Merangkul Komunitas Melalui Kegiatan dan Kolaborasi
Transisi dari sistem 100% kemitraan ke konsep neighborhood tentu bukan hal mudah. Ada mitra yang sejalan, ada pula yang berbeda visi. “Kami gak bilang pilihan di awal itu salah. Kemitraan membantu ekspansi, tapi standar kualitas memang sulit dijaga ketika visinya berbeda” kata Sylvia.
Di Coffeetaria, mereka memilih kembali ke dasar: hadir langsung setiap hari, menanyakan feedback pelanggan, dan menjaga detail kecil—dari grooming barista hingga konsistensi pelayanan. “Walaupun bisa diserahkan ke tim, kami pengen tetap grounded. Buat kami, bisnis kuliner bukan sekadar scale up cepat.
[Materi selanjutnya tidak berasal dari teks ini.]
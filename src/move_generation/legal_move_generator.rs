//! Full legal move generation pipeline.
//!
//! Orchestrates piece-wise pseudo-legal generation, then keeps only the moves
//! that do not leave the mover's king attacked. Pins, double check and king
//! steps next to the enemy king all fall out of that single re-check.
//! Castling is exempt because its generator already proved the king's path
//! safe.

use crate::game_state::chess_rules::FIFTY_MOVE_HALFMOVES;
use crate::game_state::{chess_types::*, game_state::GameState};
use crate::move_generation::legal_move_apply::apply_move;
use crate::move_generation::legal_move_checks::{is_color_in_check, is_king_in_check};
use crate::move_generation::legal_move_shared::GenMode;
use crate::move_generation::legal_moves_king::generate_king_moves;
use crate::move_generation::legal_moves_pawn::generate_pawn_moves;
use crate::move_generation::legal_moves_pieces::{
    generate_bishop_moves, generate_knight_moves, generate_queen_moves, generate_rook_moves,
};
use crate::moves::move_descriptions::ChessMove;

pub fn generate_pseudo_legal_moves(game_state: &GameState, mode: GenMode, out: &mut Vec<ChessMove>) {
    generate_pawn_moves(game_state, mode, out);
    generate_knight_moves(game_state, mode, out);
    generate_bishop_moves(game_state, mode, out);
    generate_rook_moves(game_state, mode, out);
    generate_queen_moves(game_state, mode, out);
    generate_king_moves(game_state, mode, out);
}

/// Whether the pseudo-legal `mv` keeps the mover's king safe.
#[inline]
pub fn is_legal(game_state: &GameState, mv: ChessMove) -> bool {
    if mv.is_castling() {
        return true;
    }
    let next = apply_move(game_state, mv);
    !is_color_in_check(&next, game_state.side_to_move)
}

fn generate_filtered(game_state: &GameState, mode: GenMode) -> Vec<ChessMove> {
    let mut pseudo = Vec::with_capacity(64);
    generate_pseudo_legal_moves(game_state, mode, &mut pseudo);
    pseudo.retain(|&mv| is_legal(game_state, mv));
    pseudo
}

/// Every legal move for the side to move.
pub fn generate_legal_moves(game_state: &GameState) -> Vec<ChessMove> {
    generate_filtered(game_state, GenMode::All)
}

/// Legal captures and promotions only.
pub fn generate_legal_tactical_moves(game_state: &GameState) -> Vec<ChessMove> {
    generate_filtered(game_state, GenMode::Tactical)
}

/// Stops at the first legal move found.
pub fn has_legal_moves(game_state: &GameState) -> bool {
    let mut pseudo = Vec::with_capacity(64);
    generate_pseudo_legal_moves(game_state, GenMode::All, &mut pseudo);
    pseudo.into_iter().any(|mv| is_legal(game_state, mv))
}

/// Recompute `status` for the side to move.
pub fn refresh_status(game_state: &mut GameState) {
    let in_check = is_king_in_check(game_state);
    let can_move = has_legal_moves(game_state);
    game_state.status = GameStatus {
        in_check,
        is_checkmate: in_check && !can_move,
        is_stalemate: !in_check && !can_move,
        is_fifty_move_draw: can_move && game_state.halfmove_clock >= FIFTY_MOVE_HALFMOVES,
    };
}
Aku gak mau buru-buru sekarang” tegas Sylvia.
Selain itu, kolaborasi jadi jalan menjaga relevansi. Mulai dari Katina hingga Seporsi Mi Kari, Sylvia pun tak ragu “mengetuk pintu” untuk bekerja sama. “Awalnya aku gak kenal Kesia dari Katina, tapi aku coba ajak collab. Dari situ malah jadi teman” ujarnya.
Kembali ke Akar, Menulis Bab Baru
Kini, dari es kopi susu yang lahir di momen tren, Kopi Soe menulis ulang babnya sendiri. Coffeetaria menjadi simbol kembalinya mereka ke akar: menyajikan rasa yang dekat dengan Sylvia dan Ferri, sekaligus menghadirkan ruang kebersamaan.
Bagi pasangan ini, bisnis kuliner bukan tentang mencari validasi dari luar, tapi tentang keberanian melangkah. “Namanya hidup entrepreneur, gak ada yang benar atau salah. Kalau mau bikin sesuatu yang berbeda, lakukan saja” kata Sylvia. Dan itulah yang membuat Kopi Soe tetap relevan: keberanian untuk berubah, konsistensi menjaga kualitas, dan segelas kopi yang selalu punya tempat di hati pelanggan.